The cost of operating local government is increasing faster than the revenue it takes in through property and sales taxes. We see this born out in the budget City-Parish President Joey Durel submitted to the City-Parish Council in July — a budget the council is currently considering and one that is peppered with cuts to several departments within Lafayette Consolidated Government.
The council on Tuesday night will have an opportunity begin rectifying the disparity between the cost of operating government and lagging revenue by voting to keep the tax rates levied on property in both the city of Lafayette and the unincorporated parts of the parish the same. But it will take a two-thirds majority to make that happen.
Property values are up in Lafayette — just under 5.5 percent both in the city and the parish (read Heather Miller's blog today on that topic here)— as residents will soon begin finding out via letters from Assessor Conrad Comeaux. If the council votes to keep millage rates the same that’ll mean a more than 5 percent uptick in revenue through property taxes. However, state law requires local governments to roll back millage rates when property value assessments rise so that local government takes in no more than it did the year before. But the law also allows councils through the vote of a super majority to keep the millages the same and effectively allow taxes to rise with inflation.
According to LCG Chief Financial Officer Lorrie Toups in a memo to Chief Administrative Officer Dee Stanley, the taxable value of property in the unincorporated part of Lafayette Parish is up 5.27 percent over 2011 — from just over $1.6 billion last year to 2012’s $1.73 billion. For the city the value rose 5.32 percent — from $1.2 billion to just under $1.3 billion.
As Toups points out in the memo:
It is critical that we take this opportunity to adjust these dedicated revenues to the rates originally approved by the voters because of the current growth in demands for our services. In most cases, the existing dedicated millage rates do not provide sufficient revenues to meet the cost of the dedicated services. For the same reasons that we periodically adjust utility rates to equal cost-of-service, these rates need adjustment to more closely meet costs. As rates are moved closer to actual cost, the general fund subsidy for these purposes can be reduced and applied to general operating purposes as intended.

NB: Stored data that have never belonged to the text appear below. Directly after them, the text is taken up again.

//! CLI argument definitions for the rig-script translator.

use std::path::PathBuf;

use clap::{Parser, Subcommand, ValueEnum};
use clap_verbosity_flag::{DebugLevel, Verbosity};
use colorchoice_clap::Color;

#[derive(Parser)]
#[command(
    name = "rigscript",
    version,
    about = "Rig-script translator - Convert test procedures to rig command notation",
    long_about = "Convert DOORS-exported test procedure workbooks into the\n\
                  colon-delimited rig command notation.\n\n\
                  `translate` rewrites a procedure sheet in place; `split` partitions\n\
                  a translated sheet into one workbook per module."
)]
pub struct Cli {
    #[command(subcommand)]
    pub command: Command,

    /// Adjust log verbosity (-v for trace, -q for info, -qq for warnings only).
    #[command(flatten)]
    pub verbosity: Verbosity<DebugLevel>,

    /// Control ANSI color output (auto, always, never).
    #[command(flatten)]
    pub color: Color,

    /// Explicit log level (overrides -v/-q flags).
    #[arg(long = "log-level", value_enum, global = true)]
    pub log_level: Option<LogLevelArg>,

    /// Log output format (pretty for human, json for machine parsing).
    #[arg(
        long = "log-format",
        value_enum,
        default_value = "pretty",
        global = true
    )]
    pub log_format: LogFormatArg,
}

#[derive(Subcommand)]
pub enum Command {
    /// Translate a procedure workbook in place.
    Translate(TranslateArgs),

    /// Partition a translated workbook into per-module files.
    Split(SplitArgs),
}

#[derive(Parser)]
pub struct TranslateArgs {
    /// Procedure workbook to translate (rewritten in place).
    #[arg(short = 'i', long = "infile", value_name = "XLSX")]
    pub infile: PathBuf,

    /// Procedures workbook used to resolve ID cross-references.
    #[arg(short = 'p', long = "procfile", value_name = "XLSX")]
    pub procfile: PathBuf,

    /// Log file capturing per-row translation decisions.
    #[arg(short = 'l', long = "logfile", value_name = "PATH")]
    pub logfile: PathBuf,

    /// Also write the run report as JSON.
    #[arg(long = "report-json", value_name = "PATH")]
    pub report_json: Option<PathBuf>,
}

#[derive(Parser)]
pub struct SplitArgs {
    /// Translated workbook to partition.
    #[arg(short = 'i', long = "infile", value_name = "XLSX")]
    pub infile: PathBuf,

    /// Directory receiving the per-module workbooks (created if missing).
    #[arg(short = 'o', long = "outfolder", value_name = "DIR")]
    pub outfolder: PathBuf,

    /// Log file capturing per-row partition decisions.
    #[arg(short = 'l', long = "logfile", value_name = "PATH")]
    pub logfile: PathBuf,
}

/// CLI log level choices.
#[derive(Clone, Copy, ValueEnum)]
pub enum LogLevelArg {
    Error,
    Warn,
    Info,
    Debug,
    Trace,
}

/// CLI log format choices.
#[derive(Clone, Copy, ValueEnum)]
pub enum LogFormatArg {
    Pretty,
    Compact,
    Json,
}
//! Rig-script translator CLI.

use clap::{ColorChoice, Parser};
use rigscript_cli::logging::{LogConfig, LogFormat, init_logging};
use tracing::level_filters::LevelFilter;

mod cli;
mod commands;
mod summary;

use crate::cli::{Cli, Command, LogFormatArg, LogLevelArg};
use crate::commands::{run_split, run_translate};
use crate::summary::{print_split_summary, print_translate_summary};

fn main() {
    let cli = Cli::parse();
    cli.color.write_global();
    let log_config = log_config_from_cli(&cli);
    if let Err(error) = init_logging(&log_config) {
        eprintln!("error: failed to initialize logging: {error}");
        std::process::exit(1);
    }
    let exit_code = match cli.command {
        Command::Translate(args) => match run_translate(&args) {
            Ok(outcome) => {
                print_translate_summary(&outcome);
                0
            }
            Err(error) => {
                eprintln!("error: {error}");
                1
            }
        },
        Command::Split(args) => match run_split(&args) {
            Ok(report) => {
                print_split_summary(&report);
                0
            }
            Err(error) => {
                eprintln!("error: {error}");
                1
            }
        },
    };
    std::process::exit(exit_code);
}

/// Build logging configuration from CLI flags with consistent precedence.
fn log_config_from_cli(cli: &Cli) -> LogConfig {
    let mut config = LogConfig {
        level_filter: cli.verbosity.tracing_level_filter(),
        ..LogConfig::default()
    };
    config.use_env_filter = !(cli.verbosity.is_present() || cli.log_level.is_some());
    if let Some(level) = cli.log_level {
        config.level_filter = match level {
            LogLevelArg::Error => LevelFilter::ERROR,
            LogLevelArg::Warn => LevelFilter::WARN,
            LogLevelArg::Info => LevelFilter::INFO,
            LogLevelArg::Debug => LevelFilter::DEBUG,
            LogLevelArg::Trace => LevelFilter::TRACE,
        };
    }
    config.format = match cli.log_format {
        LogFormatArg::Pretty => LogFormat::Pretty,
        LogFormatArg::Compact => LogFormat::Compact,
        LogFormatArg::Json => LogFormat::Json,
    };
    config.log_file = Some(match &cli.command {
        Command::Translate(args) => args.logfile.clone(),
        Command::Split(args) => args.logfile.clone(),
    });
    config.with_ansi = match cli.color.color {
        ColorChoice::Always => true,
        // Logs go to the logfile, so auto means no ANSI codes.
        ColorChoice::Auto | ColorChoice::Never => false,
    };
    config
}
use thiserror::Error;

/// Errors raised while reading or writing sheet files.
#[derive(Debug, Error)]
pub enum SheetError {
    #[error("failed to read workbook: {0}")]
    Read(#[from] calamine::XlsxError),
    #[error("workbook has no worksheets")]
    NoWorksheet,
    #[error("failed to write workbook: {0}")]
    Write(#[from] rust_xlsxwriter::XlsxError),
}

pub type Result<T> = std::result::Result<T, SheetError>;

Simply put, if the council doesn’t vote to keep the millage rates the same, the cost of operating LCG — and the services it provides to residents — will continue to outpace the revenue local government is taking in, making a tight budget situation even tighter moving forward.
But for some council members — the self-styled “fiscal hawks” — that’s a good thing as it will allow them to continue their annual assault on such budgetary "extravagances" as funding external social service agencies, festivals and the arts. Consequently, sources close to the council tell The Ind these tax votes could be a tedious process as ideological imperatives regarding taxation bubble to the surface. Will the Tea Party-backed councilmen vote to keep tax rates the same, which in effect is to raise taxes? Will the councilmen representing Lafayette’s most economically strapped districts vote to roll back the millage rates, thereby ensuring that LCG’s revenue stream through property taxes doesn’t increase, which will affect the level of service provided by LCG in the future?
More important, from the perspective of many city residents who voted for deconsolidation last year and even those who voted against but recognize the need for the city to have more autonomy in its financial affairs, will city folk catch a whiff of the foul odor created by council members who don’t live in the city of Lafayette and pay no city of Lafayette property taxes voting on tax rates paid by city residents — taxes, in other words, that don’t apply to them?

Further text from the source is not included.